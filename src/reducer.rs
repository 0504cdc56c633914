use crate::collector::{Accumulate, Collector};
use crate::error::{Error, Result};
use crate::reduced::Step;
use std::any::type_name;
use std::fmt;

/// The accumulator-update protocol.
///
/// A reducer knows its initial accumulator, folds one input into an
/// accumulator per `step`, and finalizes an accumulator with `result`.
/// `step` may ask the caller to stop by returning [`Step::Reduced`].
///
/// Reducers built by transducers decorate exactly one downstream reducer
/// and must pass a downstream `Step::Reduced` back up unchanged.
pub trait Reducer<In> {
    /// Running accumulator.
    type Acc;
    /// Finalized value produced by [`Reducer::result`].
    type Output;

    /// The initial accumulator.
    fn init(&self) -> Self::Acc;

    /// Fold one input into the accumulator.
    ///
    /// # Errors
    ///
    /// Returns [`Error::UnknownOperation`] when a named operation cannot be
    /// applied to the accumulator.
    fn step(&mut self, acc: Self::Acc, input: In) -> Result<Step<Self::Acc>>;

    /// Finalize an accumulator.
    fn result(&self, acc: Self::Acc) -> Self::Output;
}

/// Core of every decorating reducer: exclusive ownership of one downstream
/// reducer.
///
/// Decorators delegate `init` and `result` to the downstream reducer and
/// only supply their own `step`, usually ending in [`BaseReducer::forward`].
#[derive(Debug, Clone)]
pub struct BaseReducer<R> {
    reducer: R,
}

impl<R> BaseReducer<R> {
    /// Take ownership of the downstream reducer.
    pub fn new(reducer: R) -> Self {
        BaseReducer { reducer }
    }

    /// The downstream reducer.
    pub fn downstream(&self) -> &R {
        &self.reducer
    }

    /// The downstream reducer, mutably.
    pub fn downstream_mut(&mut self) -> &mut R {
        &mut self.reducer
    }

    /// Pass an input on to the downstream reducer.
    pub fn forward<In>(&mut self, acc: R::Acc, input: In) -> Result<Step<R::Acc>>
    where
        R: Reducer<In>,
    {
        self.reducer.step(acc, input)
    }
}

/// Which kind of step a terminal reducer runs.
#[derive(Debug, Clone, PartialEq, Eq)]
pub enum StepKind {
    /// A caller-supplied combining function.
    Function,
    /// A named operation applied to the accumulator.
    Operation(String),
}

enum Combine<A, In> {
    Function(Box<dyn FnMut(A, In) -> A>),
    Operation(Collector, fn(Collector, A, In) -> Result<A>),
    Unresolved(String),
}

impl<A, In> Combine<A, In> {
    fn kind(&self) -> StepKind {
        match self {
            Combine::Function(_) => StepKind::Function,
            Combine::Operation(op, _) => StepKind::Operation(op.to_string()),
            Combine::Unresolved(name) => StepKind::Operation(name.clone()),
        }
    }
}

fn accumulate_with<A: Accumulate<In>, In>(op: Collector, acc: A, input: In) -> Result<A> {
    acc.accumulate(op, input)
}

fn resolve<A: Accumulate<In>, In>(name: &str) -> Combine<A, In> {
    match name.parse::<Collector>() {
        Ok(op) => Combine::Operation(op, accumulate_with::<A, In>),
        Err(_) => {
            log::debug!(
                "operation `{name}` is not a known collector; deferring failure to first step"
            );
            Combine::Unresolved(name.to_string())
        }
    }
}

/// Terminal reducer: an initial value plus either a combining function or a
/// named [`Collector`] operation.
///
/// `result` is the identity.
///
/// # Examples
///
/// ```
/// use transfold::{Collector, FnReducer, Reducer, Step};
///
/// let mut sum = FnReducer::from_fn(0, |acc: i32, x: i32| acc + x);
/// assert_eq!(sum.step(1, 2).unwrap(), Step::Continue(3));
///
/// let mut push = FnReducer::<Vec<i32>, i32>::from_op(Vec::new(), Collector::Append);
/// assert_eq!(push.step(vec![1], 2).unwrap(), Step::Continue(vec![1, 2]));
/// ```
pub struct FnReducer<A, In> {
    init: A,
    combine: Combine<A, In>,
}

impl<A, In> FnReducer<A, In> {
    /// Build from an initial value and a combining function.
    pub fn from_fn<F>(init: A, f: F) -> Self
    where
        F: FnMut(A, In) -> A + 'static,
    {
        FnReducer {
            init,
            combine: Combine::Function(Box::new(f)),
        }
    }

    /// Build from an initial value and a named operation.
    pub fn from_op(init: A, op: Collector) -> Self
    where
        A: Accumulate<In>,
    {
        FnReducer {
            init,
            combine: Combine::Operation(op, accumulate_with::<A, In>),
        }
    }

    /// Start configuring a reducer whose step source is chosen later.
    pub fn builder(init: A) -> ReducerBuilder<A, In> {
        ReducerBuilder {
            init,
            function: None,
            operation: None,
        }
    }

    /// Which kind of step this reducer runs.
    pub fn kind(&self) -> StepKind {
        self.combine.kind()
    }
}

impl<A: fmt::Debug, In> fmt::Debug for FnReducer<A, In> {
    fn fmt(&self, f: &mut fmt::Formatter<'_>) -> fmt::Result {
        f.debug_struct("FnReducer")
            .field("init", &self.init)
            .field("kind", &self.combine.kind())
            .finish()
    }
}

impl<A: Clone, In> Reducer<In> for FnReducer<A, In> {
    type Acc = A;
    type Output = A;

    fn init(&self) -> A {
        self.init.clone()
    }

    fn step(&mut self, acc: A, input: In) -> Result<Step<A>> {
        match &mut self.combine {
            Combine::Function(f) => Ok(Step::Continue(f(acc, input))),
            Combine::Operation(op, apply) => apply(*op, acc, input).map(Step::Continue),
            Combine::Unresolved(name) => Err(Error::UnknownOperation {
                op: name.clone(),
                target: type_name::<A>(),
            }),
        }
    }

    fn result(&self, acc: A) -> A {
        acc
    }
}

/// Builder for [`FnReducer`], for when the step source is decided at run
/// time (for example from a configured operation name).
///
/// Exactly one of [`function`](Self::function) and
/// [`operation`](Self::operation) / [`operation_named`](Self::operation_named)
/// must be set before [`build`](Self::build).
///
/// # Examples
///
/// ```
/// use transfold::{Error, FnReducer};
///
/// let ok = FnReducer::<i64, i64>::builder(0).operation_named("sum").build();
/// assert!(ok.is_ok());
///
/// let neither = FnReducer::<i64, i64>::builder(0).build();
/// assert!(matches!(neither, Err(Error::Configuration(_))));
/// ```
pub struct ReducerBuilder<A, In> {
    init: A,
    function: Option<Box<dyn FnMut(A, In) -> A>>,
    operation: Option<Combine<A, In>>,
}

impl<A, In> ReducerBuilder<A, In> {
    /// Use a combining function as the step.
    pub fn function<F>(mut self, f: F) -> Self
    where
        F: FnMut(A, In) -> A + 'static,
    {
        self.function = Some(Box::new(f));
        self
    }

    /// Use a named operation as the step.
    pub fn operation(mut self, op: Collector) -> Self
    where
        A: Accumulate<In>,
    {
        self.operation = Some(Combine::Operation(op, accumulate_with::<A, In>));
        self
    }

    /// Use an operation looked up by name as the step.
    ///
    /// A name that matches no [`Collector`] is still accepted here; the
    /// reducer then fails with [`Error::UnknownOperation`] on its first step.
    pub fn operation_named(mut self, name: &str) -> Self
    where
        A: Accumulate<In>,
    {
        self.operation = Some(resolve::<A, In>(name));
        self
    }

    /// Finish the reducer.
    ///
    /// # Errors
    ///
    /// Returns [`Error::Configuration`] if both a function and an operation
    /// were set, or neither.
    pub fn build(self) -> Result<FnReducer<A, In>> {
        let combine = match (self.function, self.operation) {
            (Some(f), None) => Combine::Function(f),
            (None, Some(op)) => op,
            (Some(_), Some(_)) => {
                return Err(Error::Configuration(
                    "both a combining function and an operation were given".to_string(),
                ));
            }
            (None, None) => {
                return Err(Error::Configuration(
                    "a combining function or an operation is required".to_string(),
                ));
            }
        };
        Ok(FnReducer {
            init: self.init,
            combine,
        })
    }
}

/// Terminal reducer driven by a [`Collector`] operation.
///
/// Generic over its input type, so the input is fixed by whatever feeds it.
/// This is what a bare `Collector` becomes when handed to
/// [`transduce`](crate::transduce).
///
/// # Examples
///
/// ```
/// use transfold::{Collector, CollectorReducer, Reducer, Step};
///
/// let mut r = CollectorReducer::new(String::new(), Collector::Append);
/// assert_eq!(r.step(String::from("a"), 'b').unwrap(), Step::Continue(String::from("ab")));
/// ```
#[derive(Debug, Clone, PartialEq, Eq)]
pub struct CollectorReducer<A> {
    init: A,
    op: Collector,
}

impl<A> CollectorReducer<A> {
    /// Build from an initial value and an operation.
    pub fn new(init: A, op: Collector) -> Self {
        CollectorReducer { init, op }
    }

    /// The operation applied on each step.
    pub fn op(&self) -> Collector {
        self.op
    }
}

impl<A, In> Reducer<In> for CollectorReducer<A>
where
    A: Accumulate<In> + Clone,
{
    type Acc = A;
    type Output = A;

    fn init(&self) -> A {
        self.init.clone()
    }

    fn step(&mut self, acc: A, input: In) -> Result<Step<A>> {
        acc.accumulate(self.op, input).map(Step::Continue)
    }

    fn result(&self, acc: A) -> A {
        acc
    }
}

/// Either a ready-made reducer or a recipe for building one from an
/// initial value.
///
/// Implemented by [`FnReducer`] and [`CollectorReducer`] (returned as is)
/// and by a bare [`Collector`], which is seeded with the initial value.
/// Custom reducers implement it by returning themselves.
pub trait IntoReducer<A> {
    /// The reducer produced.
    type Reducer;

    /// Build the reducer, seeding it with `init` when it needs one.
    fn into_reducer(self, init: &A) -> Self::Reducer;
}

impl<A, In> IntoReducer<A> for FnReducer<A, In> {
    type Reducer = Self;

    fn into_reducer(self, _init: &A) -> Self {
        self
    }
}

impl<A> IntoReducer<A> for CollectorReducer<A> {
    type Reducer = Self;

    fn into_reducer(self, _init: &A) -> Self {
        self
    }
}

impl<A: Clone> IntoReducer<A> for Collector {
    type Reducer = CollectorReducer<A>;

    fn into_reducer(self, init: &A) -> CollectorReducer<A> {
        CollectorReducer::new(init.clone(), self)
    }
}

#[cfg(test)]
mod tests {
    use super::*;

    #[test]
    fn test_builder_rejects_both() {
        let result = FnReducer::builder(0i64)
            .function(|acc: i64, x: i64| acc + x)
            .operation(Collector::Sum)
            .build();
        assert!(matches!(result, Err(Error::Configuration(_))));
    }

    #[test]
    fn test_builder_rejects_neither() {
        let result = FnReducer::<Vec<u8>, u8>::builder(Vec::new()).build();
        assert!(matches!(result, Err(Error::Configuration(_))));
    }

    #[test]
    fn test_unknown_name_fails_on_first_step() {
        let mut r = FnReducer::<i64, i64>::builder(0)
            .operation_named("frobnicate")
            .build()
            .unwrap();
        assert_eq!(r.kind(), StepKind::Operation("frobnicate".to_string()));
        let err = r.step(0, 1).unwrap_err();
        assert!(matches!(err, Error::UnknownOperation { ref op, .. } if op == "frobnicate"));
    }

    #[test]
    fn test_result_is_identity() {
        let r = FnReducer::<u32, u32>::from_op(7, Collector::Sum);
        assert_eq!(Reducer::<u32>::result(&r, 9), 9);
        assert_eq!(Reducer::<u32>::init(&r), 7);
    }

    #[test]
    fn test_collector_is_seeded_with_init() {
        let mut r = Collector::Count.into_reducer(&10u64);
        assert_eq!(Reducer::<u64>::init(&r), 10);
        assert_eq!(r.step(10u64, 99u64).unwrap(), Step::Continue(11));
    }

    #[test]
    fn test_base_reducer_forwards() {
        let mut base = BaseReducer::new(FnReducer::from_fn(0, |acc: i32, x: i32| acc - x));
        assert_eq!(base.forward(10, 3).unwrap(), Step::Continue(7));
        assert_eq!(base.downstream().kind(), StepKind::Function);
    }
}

══════════════════════════════

» **PROBLEM**
Return the material exactly as it stands above, but only from its first line to the line containing "of the downstream reducer.", both ends included.

» **COMPLETED TASK**
filename src/reducer.rs
repository 0504cdc56c633914
use crate::collector::{Accumulate, Collector};
use crate::error::{Error, Result};
use crate::reduced::Step;
use std::any::type_name;
use std::fmt;

/// The accumulator-update protocol.
///
/// A reducer knows its initial accumulator, folds one input into an
/// accumulator per `step`, and finalizes an accumulator with `result`.
/// `step` may ask the caller to stop by returning [`Step::Reduced`].
///
/// Reducers built by transducers decorate exactly one downstream reducer
/// and must pass a downstream `Step::Reduced` back up unchanged.
pub trait Reducer<In> {
    /// Running accumulator.
    type Acc;
    /// Finalized value produced by [`Reducer::result`].
    type Output;

    /// The initial accumulator.
    fn init(&self) -> Self::Acc;

    /// Fold one input into the accumulator.
    ///
    /// # Errors
    ///
    /// Returns [`Error::UnknownOperation`] when a named operation cannot be
    /// applied to the accumulator.
    fn step(&mut self, acc: Self::Acc, input: In) -> Result<Step<Self::Acc>>;

    /// Finalize an accumulator.
    fn result(&self, acc: Self::Acc) -> Self::Output;
}

/// Core of every decorating reducer: exclusive ownership of one downstream
/// reducer.
///
/// Decorators delegate `init` and `result` to the downstream reducer and
/// only supply their own `step`, usually ending in [`BaseReducer::forward`].
#[derive(Debug, Clone)]
pub struct BaseReducer<R> {
    reducer: R,
}

impl<R> BaseReducer<R> {
    /// Take ownership of the downstream reducer.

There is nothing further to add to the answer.